In the example below, we load recent comments made by a given `user_id`. We access the `user_comments` table to select the maximum comment id for a given user.
```py
import dlt

@dlt.resource(name="user_comments")
def comments(user_id: str):
    current_pipeline = dlt.current.pipeline()
    # find the last comment id for the given user_id by looking in the destination
    max_id: int = 0
    # on the first pipeline run, the user_comments table does not yet exist so do not check at all
    # alternatively, catch DatabaseUndefinedRelation which is raised when an unknown table is selected
    if not current_pipeline.first_run:
        # get user comments table from pipeline dataset
        # get last user comment id with ibis expression, ibis-extras need to be installed
        dataset = current_pipeline.dataset()
        user_comments = dataset.table("user_comments").to_ibis()
        max_id_expression = user_comments.filter(user_comments.user_id == user_id).select(user_comments["_id"].max())
        max_id_df = dataset(max_id_expression).df()
        # if there are no comments for the user, max_id will be None, so we replace it with 0
        max_id = max_id_df[0][0] if len(max_id_df.index) else 0

    # use max_id to filter our results (we simulate an API query)
    yield from [
        {"_id": i, "value": letter, "user_id": user_id}
        for i, letter in zip([1, 2, 3], ["A", "B", "C"])
        if i > max_id
    ]
```
When the pipeline is first run, the destination dataset and `user_comments` table do not yet exist. We skip the destination query by using the `first_run` property of the pipeline. We also handle a situation where there are no comments for a user_id by replacing None with 0 as `max_id`.

## Inspect the pipeline state

You can inspect the pipeline state with the [`dlt pipeline` command](../reference/command-line-interface.md#dlt-pipeline):

```sh
dlt pipeline -v chess_pipeline info
```

This will display the source and resource state slots for all known sources.

## Reset the pipeline state: full or partial

**To fully reset the state:**

- Drop the destination dataset to fully reset the pipeline.
- [Set the `dev_mode` flag when creating the pipeline](pipeline.md#do-experiments-with-dev-mode).
- Use the `dlt pipeline <pipeline_name> drop --drop-all` command to [drop the state and tables for a given schema name](../reference/command-line-interface.md#dlt-pipeline-drop).
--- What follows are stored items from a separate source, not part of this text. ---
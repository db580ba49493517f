//! Embedded static resources.
//!
//! - `template` - Template types for typed variable injection
//! - `serve` - Server templates (poll.js, listing.html)

mod template;

pub use template::{Template, TemplateVars};

pub mod serve {
    use super::{Template, TemplateVars};

    /// Variables for poll.js.
    pub struct PollVars<'a> {
        /// Freshness endpoint for this note, already URL-encoded.
        pub check_url: &'a str,
        /// Milliseconds between polls.
        pub interval: u64,
    }

    impl TemplateVars for PollVars<'_> {
        fn apply(&self, content: &str) -> String {
            content
                .replace(
                    "__CHECK_URL__",
                    &serde_json::to_string(self.check_url).unwrap_or_else(|_| "\"\"".into()),
                )
                .replace("__REFRESH_INTERVAL__", &self.interval.to_string())
        }
    }

    /// Freshness poll script injected into every rendered note.
    pub const POLL_JS: Template<PollVars<'static>> = Template::new(include_str!("serve/poll.js"));

    /// Variables for listing.html. Every field is pre-escaped HTML.
    pub struct ListingVars<'a> {
        pub title: &'a str,
        pub style: &'a str,
        pub breadcrumbs: &'a str,
        pub query: &'a str,
        pub sort: &'a str,
        pub dir: &'a str,
        pub sort_links: &'a str,
        pub rows: &'a str,
        /// Milliseconds before the page reloads to pick up new notes.
        pub auto_refresh: u64,
    }

    impl TemplateVars for ListingVars<'_> {
        fn apply(&self, content: &str) -> String {
            // __ROWS__ last: row content may itself contain placeholder-like text.
            content
                .replace("__TITLE__", self.title)
                .replace("__STYLE__", self.style)
                .replace("__BREADCRUMBS__", self.breadcrumbs)
                .replace("__QUERY__", self.query)
                .replace("__SORT__", self.sort)
                .replace("__DIR__", self.dir)
                .replace("__SORT_LINKS__", self.sort_links)
                .replace("__AUTO_REFRESH__", &self.auto_refresh.to_string())
                .replace("__ROWS__", self.rows)
        }
    }

    /// Directory listing page.
    pub const LISTING_HTML: Template<ListingVars<'static>> =
        Template::new(include_str!("serve/listing.html"));
}

#[cfg(test)]
mod tests {
    use super::serve::*;
    use super::template::unfilled_placeholders;

    #[test]
    fn test_poll_script_vars() {
        let js = POLL_JS.render(&PollVars {
            check_url: "/api/check_modified/a%20b.md",
            interval: 750,
        });
        assert!(js.contains("\"/api/check_modified/a%20b.md\""));
        assert!(js.contains("var interval = 750;"));
        assert!(js.starts_with("<script>"));
        assert!(unfilled_placeholders(&js).is_empty());
    }

    #[test]
    fn test_listing_vars() {
        let html = LISTING_HTML.render(&ListingVars {
            title: "/daily",
            style: "",
            breadcrumbs: "<a href=\"/\">Home</a>",
            query: "",
            sort: "name",
            dir: "asc",
            sort_links: "",
            rows: "<li>x</li>",
            auto_refresh: 30_000,
        });
        assert!(html.contains("<title>Notes: /daily</title>"));
        assert!(html.contains("<li>x</li>"));
        assert!(html.contains("window.location.reload(); }, 30000);"));
        assert!(unfilled_placeholders(&html).is_empty());
    }
}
**To partially reset the state:**

- Use the `dlt pipeline <pipeline_name> drop <resource_name>` command to [drop the state and tables for a given resource](../reference/command-line-interface.md#dlt-pipeline-drop).
- Use the `dlt pipeline <pipeline_name> drop --state-paths` command to [reset the state at a given path without touching the tables and data](../reference/command-line-interface.md#dlt-pipeline-drop).